I have been working as a film journalist since 2010, dividing the first four years between radio broadcasting and entertainment writing in the Dallas-Fort Worth metroplex. In 2014, I entered Fresh Fiction (FreshFiction.tv) as the features editor. The following year, I stepped into the film critic position at the Denton Record-Chronicle, a daily North Texas print publication. My time is dedicated to writing theatrical film reviews, at-home entertainment columns, and conducting interviews with on-screen talent and filmmakers, as well as hosting a podcast devoted to genre filmmaking (called My Bloody Podcast). I've been married for seven happy years, and I have one son who is all about dinosaurs just like his dad.
Preston Barta // Editor
Let the Wright One In
Music has such a profound effect on the human condition. As we drive to and from work, as we walk alone during a time of reflection, or find ourselves in the company of a loved one, listening to music can hold immense power over our emotions and often define an experience.
This is a notion filmmaker Edgar Wright seems to understand quite remarkably, and it shows in his latest charm-and-thrill-a-minute creation, BABY DRIVER.
The film stars Ansel Elgort (THE FAULT IN OUR STARS) as a young getaway driver named Baby who suffers from tinnitus and listens to whatever is on his iPod to drown out the constant noise ringing in his ears. After meeting the lovely waitress Debora (Lily James), he sees an opportunity to escape his criminal way of life and runaway for a better one. Repressed by his intimidating mob boss Doc (a whimsical Kevin Spacey), Baby has to face the music and complete one last heist before he’s scot-free.
What follows is a highly quotable romantic action-comedy punctuated by a series of over-the-top car chases, firefights and dance numbers. Stylistically, it rides between LA LA LAND and DRIVE. After a successful bank score, Baby dances through the streets in sunglasses and earbuds almost as effortlessly as the film dances between the rhythm of a musical, action flick and rom-com. As should be expected from Wright, it’s like nothing we’ve seen before.

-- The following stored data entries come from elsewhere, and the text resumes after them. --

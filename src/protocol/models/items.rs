use serde::{Deserialize, Deserializer, Serialize, Serializer};

use super::{ArbitraryJson, ItemStatus, Role};

/// Conversation items the relay creates or reads back from responses.
///
/// Anything else the service sends is kept verbatim in `Unknown`.
#[derive(Debug, Clone, PartialEq)]
pub enum Item {
    Message {
        id: Option<String>,
        status: Option<ItemStatus>,
        role: Role,
        content: Vec<ContentPart>,
    },
    FunctionCall {
        id: Option<String>,
        status: Option<ItemStatus>,
        name: String,
        call_id: String,
        arguments: String,
    },
    FunctionCallOutput {
        id: Option<String>,
        call_id: String,
        output: String,
    },
    Unknown(ArbitraryJson),
}

impl Item {
    /// A message item carrying plain text parts.
    #[must_use]
    pub fn text_message(role: Role, texts: impl IntoIterator<Item = String>) -> Self {
        let content = texts
            .into_iter()
            .map(|text| match role {
                Role::Assistant => ContentPart::OutputText { text },
                Role::User | Role::System => ContentPart::InputText { text },
            })
            .collect();
        Self::Message {
            id: None,
            status: None,
            role,
            content,
        }
    }

    #[must_use]
    pub fn function_call_output(call_id: impl Into<String>, output: impl Into<String>) -> Self {
        Self::FunctionCallOutput {
            id: None,
            call_id: call_id.into(),
            output: output.into(),
        }
    }
}

#[derive(Serialize, Deserialize)]
#[serde(tag = "type", rename_all = "snake_case")]
enum ItemRepr {
    Message {
        #[serde(default, skip_serializing_if = "Option::is_none")]
        id: Option<String>,
        #[serde(default, skip_serializing_if = "Option::is_none")]
        status: Option<ItemStatus>,
        role: Role,
        content: Vec<ContentPart>,
    },
    FunctionCall {
        #[serde(default, skip_serializing_if = "Option::is_none")]
        id: Option<String>,
        #[serde(default, skip_serializing_if = "Option::is_none")]
        status: Option<ItemStatus>,
        name: String,
        call_id: String,
        arguments: String,
    },
    FunctionCallOutput {
        #[serde(default, skip_serializing_if = "Option::is_none")]
        id: Option<String>,
        call_id: String,
        output: String,
    },
}

impl From<ItemRepr> for Item {
    fn from(repr: ItemRepr) -> Self {
        match repr {
            ItemRepr::Message {
                id,
                status,
                role,
                content,
            } => Self::Message {
                id,
                status,
                role,
                content,
            },
            ItemRepr::FunctionCall {
                id,
                status,
                name,
                call_id,
                arguments,
            } => Self::FunctionCall {
                id,
                status,
                name,
                call_id,
                arguments,
            },
            ItemRepr::FunctionCallOutput {
                id,
                call_id,
                output,
            } => Self::FunctionCallOutput {
                id,
                call_id,
                output,
            },
        }
    }
}

impl Serialize for Item {
    fn serialize<S>(&self, serializer: S) -> Result<S::Ok, S::Error>
    where
        S: Serializer,
    {
        let repr = match self {
            Self::Unknown(value) => return value.serialize(serializer),
            Self::Message {
                id,
                status,
                role,
                content,
            } => ItemRepr::Message {
                id: id.clone(),
                status: *status,
                role: *role,
                content: content.clone(),
            },
            Self::FunctionCall {
                id,
                status,
                name,
                call_id,
                arguments,
            } => ItemRepr::FunctionCall {
                id: id.clone(),
                status: *status,
                name: name.clone(),
                call_id: call_id.clone(),
                arguments: arguments.clone(),
            },
            Self::FunctionCallOutput {
                id,
                call_id,
                output,
            } => ItemRepr::FunctionCallOutput {
                id: id.clone(),
                call_id: call_id.clone(),
                output: output.clone(),
            },
        };
        repr.serialize(serializer)
    }
}

impl<'de> Deserialize<'de> for Item {
    fn deserialize<D>(deserializer: D) -> Result<Self, D::Error>
    where
        D: Deserializer<'de>,
    {
        let value = ArbitraryJson::deserialize(deserializer)?;
        match ItemRepr::deserialize(value.clone()) {
            Ok(repr) => Ok(repr.into()),
            Err(err) => {
                tracing::debug!("Failed to parse Item: {err}");
                Ok(Self::Unknown(value))
            }
        }
    }
}

#[derive(Debug, Clone, PartialEq, Eq, Serialize, Deserialize)]
#[serde(tag = "type", rename_all = "snake_case")]
pub enum ContentPart {
    InputText {
        text: String,
    },
    InputAudio {
        audio: String,
        #[serde(default, skip_serializing_if = "Option::is_none")]
        transcript: Option<String>,
    },
    OutputText {
        text: String,
    },
    OutputAudio {
        #[serde(default, skip_serializing_if = "Option::is_none")]
        audio: Option<String>,
        #[serde(default, skip_serializing_if = "Option::is_none")]
        transcript: Option<String>,
    },
    #[serde(other)]
    Unknown,
}
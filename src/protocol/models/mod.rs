pub mod audio;
pub mod common;
pub mod items;
pub mod response;
pub mod session;
pub mod tools;

pub use audio::{
    AudioConfig, AudioFormat, InputAudioConfig, InputAudioTranscription, OutputAudioConfig,
    TurnDetection,
};
pub use common::{ArbitraryJson, DEFAULT_MODEL, Eagerness, ItemStatus, JsonSchema, Nullable, Role, Voice};
pub use items::{ContentPart, Item};
pub use response::{Response, ResponseStatus};
pub use session::{Session, SessionKind, SessionUpdate};
pub use tools::Tool;
//! JSON envelopes of the telephony media socket.
//!
//! Frames are discriminated by `kind`; the payload sits under a camel-cased
//! key named after the kind (`audioData`, `stopAudio`). Kinds the relay does
//! not act on (`AudioMetadata`, DTMF, ...) parse to [`MediaFrame::Unknown`].

use base64::Engine;
use base64::engine::general_purpose::STANDARD;
use serde::{Deserialize, Serialize};
use serde_json::Value;

use crate::error::Result;

#[derive(Debug, Clone, PartialEq, Eq, Serialize, Deserialize, Default)]
#[serde(rename_all = "camelCase")]
pub struct AudioData {
    /// Base64 PCM payload.
    pub data: String,
    #[serde(default, skip_serializing_if = "Option::is_none")]
    pub timestamp: Option<String>,
    #[serde(
        rename = "participantRawID",
        default,
        skip_serializing_if = "Option::is_none"
    )]
    pub participant_raw_id: Option<String>,
    #[serde(default, skip_serializing_if = "std::ops::Not::not")]
    pub silent: bool,
}

impl AudioData {
    #[must_use]
    pub fn from_pcm(pcm: &[u8]) -> Self {
        Self {
            data: STANDARD.encode(pcm),
            ..Self::default()
        }
    }

    /// Decoded payload. A payload that is not valid base64 decodes to `None`.
    #[must_use]
    pub fn pcm(&self) -> Option<Vec<u8>> {
        match STANDARD.decode(&self.data) {
            Ok(bytes) => Some(bytes),
            Err(err) => {
                tracing::debug!("Dropping media frame with invalid base64 payload: {err}");
                None
            }
        }
    }
}

#[derive(Debug, Clone, PartialEq)]
pub enum MediaFrame {
    AudioData(AudioData),
    StopAudio,
    Unknown(Value),
}

#[derive(Serialize, Deserialize)]
#[serde(tag = "kind")]
enum FrameRepr {
    AudioData {
        #[serde(rename = "audioData")]
        audio_data: AudioData,
    },
    StopAudio {
        #[serde(rename = "stopAudio", default)]
        stop_audio: Value,
    },
}

impl MediaFrame {
    /// Parse one text frame. Trailing NUL padding is ignored.
    ///
    /// # Errors
    /// Returns an error when the frame is not JSON at all.
    pub fn parse(text: &str) -> Result<Self> {
        let value: Value = serde_json::from_str(text.trim_end_matches('\0'))?;
        match serde_json::from_value::<FrameRepr>(value.clone()) {
            Ok(FrameRepr::AudioData { audio_data }) => Ok(Self::AudioData(audio_data)),
            Ok(FrameRepr::StopAudio { .. }) => Ok(Self::StopAudio),
            Err(_) => Ok(Self::Unknown(value)),
        }
    }

    /// # Errors
    /// Returns an error if serialization fails.
    pub fn to_json(&self) -> Result<String> {
        let json = match self {
            Self::AudioData(audio_data) => serde_json::to_string(&FrameRepr::AudioData {
                audio_data: audio_data.clone(),
            })?,
            Self::StopAudio => serde_json::to_string(&FrameRepr::StopAudio {
                stop_audio: Value::Object(serde_json::Map::new()),
            })?,
            Self::Unknown(value) => serde_json::to_string(value)?,
        };
        Ok(json)
    }

    #[must_use]
    pub const fn is_silent(&self) -> bool {
        matches!(self, Self::AudioData(AudioData { silent: true, .. }))
    }
}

Wright is a genius when it comes to deconstructing genres. Just look at his films SHAUN OF THE DEAD and SCOTT PILGRIM VS. THE WORLD. He has a knack for taking advantage of mundane cinematic devices, such as exposition scenes and simple transitions, and injecting them with an infectious, high-octane energy. Whether he’s filming Baby drifting his way over highways or comedic dialogue between its crew members (including a devilishly-good Jon Hamm, Eiza González and Jamie Foxx), Wright squeezes every ounce of fun he can out of the material, leaving no stone unturned before it makes its way to the screen.
With BABY DRIVER, Wright manages to assemble a magnetic cast and throw them into compelling situations while blasting a purchasable soundtrack. And like most of his films, BABY DRIVER is fun to watch from beginning to end. If he continues to cruise down this avenue, we’re set to enter a new age of high-dollar entertainment.
BABY DRIVER opens Wednesday (6/28)
Note: This review originally posted after its premiere at the South by Southwest Film Festival in Austin, TX, back in March.